### Exercise directions
Write out exactly what each line says, starting with the first line below and ending on the one with "#[derive(Debug, Clone, PartialEq, Eq, Serialize)]".

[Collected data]
'''

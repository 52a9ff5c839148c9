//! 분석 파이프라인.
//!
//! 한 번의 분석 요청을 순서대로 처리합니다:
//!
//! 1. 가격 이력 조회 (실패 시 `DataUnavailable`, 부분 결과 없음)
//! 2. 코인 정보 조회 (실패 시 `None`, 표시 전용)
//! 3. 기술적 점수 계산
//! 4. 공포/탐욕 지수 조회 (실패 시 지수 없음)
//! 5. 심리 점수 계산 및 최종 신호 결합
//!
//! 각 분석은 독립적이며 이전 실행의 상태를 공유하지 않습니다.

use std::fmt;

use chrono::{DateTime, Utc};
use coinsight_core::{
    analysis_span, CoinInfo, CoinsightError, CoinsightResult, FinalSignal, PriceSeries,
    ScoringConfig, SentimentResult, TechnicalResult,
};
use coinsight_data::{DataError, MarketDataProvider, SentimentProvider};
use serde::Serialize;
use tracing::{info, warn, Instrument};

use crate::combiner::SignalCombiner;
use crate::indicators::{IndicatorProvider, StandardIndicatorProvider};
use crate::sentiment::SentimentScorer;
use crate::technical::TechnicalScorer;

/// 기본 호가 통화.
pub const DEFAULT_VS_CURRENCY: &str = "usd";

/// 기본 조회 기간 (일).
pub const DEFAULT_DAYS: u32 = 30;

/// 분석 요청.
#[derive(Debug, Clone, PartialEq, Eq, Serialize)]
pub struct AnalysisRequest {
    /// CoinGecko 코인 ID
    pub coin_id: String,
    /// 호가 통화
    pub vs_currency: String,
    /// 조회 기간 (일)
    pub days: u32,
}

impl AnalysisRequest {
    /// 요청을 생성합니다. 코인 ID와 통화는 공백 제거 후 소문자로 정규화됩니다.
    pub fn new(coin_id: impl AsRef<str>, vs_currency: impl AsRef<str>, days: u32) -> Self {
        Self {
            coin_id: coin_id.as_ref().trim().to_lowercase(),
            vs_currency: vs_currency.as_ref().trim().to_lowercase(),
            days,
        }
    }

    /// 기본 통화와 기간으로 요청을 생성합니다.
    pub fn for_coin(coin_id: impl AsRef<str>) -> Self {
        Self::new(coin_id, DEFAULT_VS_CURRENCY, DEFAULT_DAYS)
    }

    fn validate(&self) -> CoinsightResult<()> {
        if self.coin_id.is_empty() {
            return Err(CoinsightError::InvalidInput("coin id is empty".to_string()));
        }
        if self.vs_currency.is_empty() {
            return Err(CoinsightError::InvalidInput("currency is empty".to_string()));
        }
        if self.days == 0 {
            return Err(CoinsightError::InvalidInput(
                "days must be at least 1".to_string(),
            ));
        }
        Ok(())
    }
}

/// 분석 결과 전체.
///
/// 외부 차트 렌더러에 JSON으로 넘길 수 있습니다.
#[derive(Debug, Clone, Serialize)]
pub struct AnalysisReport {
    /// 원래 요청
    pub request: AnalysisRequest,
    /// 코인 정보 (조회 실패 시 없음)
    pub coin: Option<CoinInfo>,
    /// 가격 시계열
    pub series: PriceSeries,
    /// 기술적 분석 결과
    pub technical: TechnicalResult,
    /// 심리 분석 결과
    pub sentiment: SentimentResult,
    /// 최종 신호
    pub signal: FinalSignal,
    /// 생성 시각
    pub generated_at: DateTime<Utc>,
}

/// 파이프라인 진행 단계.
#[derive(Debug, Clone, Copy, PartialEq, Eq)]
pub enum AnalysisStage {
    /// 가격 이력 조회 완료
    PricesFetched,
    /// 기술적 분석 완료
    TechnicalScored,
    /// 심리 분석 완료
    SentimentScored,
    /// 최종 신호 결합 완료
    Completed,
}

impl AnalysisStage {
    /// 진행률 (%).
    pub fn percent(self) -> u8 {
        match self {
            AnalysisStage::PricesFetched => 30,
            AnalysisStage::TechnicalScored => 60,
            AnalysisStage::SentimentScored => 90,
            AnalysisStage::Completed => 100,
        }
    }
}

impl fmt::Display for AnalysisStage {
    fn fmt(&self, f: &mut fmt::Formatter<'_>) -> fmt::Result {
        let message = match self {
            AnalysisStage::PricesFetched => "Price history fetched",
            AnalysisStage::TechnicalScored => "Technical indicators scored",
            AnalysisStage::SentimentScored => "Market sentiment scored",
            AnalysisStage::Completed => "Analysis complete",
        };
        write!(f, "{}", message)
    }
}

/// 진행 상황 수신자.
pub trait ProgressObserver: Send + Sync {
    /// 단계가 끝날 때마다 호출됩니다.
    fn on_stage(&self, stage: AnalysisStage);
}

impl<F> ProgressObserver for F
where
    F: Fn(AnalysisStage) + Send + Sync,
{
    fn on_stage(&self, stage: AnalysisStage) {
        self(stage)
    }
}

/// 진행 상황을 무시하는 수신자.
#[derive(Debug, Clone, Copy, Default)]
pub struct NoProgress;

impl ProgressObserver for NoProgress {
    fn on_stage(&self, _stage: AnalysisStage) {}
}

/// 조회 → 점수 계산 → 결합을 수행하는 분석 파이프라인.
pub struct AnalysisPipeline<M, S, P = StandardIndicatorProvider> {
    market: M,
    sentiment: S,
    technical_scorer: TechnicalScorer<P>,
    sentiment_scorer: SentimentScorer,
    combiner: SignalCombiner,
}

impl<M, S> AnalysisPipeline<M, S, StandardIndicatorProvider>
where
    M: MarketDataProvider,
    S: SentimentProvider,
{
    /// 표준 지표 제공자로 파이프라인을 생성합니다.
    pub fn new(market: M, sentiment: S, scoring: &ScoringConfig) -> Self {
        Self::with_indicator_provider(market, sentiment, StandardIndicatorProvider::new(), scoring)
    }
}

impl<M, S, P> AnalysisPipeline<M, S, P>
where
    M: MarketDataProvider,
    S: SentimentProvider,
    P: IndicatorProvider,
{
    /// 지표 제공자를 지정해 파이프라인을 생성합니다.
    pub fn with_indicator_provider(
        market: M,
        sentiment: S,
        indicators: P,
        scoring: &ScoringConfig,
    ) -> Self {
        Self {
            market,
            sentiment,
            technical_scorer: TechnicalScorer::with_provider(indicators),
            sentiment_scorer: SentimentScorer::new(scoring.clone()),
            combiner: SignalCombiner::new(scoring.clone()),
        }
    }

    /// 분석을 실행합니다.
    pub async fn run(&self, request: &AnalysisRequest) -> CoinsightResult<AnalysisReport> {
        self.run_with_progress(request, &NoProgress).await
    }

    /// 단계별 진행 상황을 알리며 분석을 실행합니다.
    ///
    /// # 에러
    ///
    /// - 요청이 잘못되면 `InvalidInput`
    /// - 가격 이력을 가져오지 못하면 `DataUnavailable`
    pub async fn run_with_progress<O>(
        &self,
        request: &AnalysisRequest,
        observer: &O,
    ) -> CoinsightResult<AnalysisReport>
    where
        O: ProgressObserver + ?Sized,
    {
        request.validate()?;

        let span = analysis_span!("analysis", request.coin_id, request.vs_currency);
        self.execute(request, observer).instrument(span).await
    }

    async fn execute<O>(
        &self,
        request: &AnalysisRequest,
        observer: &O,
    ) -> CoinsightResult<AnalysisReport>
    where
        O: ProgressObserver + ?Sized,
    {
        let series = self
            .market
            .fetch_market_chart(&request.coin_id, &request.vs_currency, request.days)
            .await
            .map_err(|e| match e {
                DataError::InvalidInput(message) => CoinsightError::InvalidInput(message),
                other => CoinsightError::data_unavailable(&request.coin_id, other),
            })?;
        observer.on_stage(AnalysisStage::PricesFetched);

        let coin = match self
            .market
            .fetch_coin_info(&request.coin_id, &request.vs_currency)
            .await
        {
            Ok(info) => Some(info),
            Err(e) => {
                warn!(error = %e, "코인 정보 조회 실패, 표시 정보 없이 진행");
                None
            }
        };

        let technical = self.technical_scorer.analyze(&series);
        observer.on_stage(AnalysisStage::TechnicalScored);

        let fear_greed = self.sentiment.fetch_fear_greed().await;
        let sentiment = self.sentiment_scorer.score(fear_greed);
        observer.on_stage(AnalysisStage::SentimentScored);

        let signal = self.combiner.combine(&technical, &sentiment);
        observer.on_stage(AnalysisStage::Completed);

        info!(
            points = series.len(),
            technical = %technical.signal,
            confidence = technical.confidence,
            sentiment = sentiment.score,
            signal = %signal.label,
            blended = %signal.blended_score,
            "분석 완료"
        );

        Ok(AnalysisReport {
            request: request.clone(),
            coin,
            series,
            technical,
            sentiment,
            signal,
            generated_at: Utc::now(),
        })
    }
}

'''

### Solution for this task
repository 52a9ff5c839148c9
//! 분석 파이프라인.
//!
//! 한 번의 분석 요청을 순서대로 처리합니다:
//!
//! 1. 가격 이력 조회 (실패 시 `DataUnavailable`, 부분 결과 없음)
//! 2. 코인 정보 조회 (실패 시 `None`, 표시 전용)
//! 3. 기술적 점수 계산
//! 4. 공포/탐욕 지수 조회 (실패 시 지수 없음)
//! 5. 심리 점수 계산 및 최종 신호 결합
//!
//! 각 분석은 독립적이며 이전 실행의 상태를 공유하지 않습니다.

use std::fmt;

use chrono::{DateTime, Utc};
use coinsight_core::{
    analysis_span, CoinInfo, CoinsightError, CoinsightResult, FinalSignal, PriceSeries,
    ScoringConfig, SentimentResult, TechnicalResult,
};
use coinsight_data::{DataError, MarketDataProvider, SentimentProvider};
use serde::Serialize;
use tracing::{info, warn, Instrument};

use crate::combiner::SignalCombiner;
use crate::indicators::{IndicatorProvider, StandardIndicatorProvider};
use crate::sentiment::SentimentScorer;
use crate::technical::TechnicalScorer;

/// 기본 호가 통화.
pub const DEFAULT_VS_CURRENCY: &str = "usd";

/// 기본 조회 기간 (일).
pub const DEFAULT_DAYS: u32 = 30;

/// 분석 요청.
#[derive(Debug, Clone, PartialEq, Eq, Serialize)]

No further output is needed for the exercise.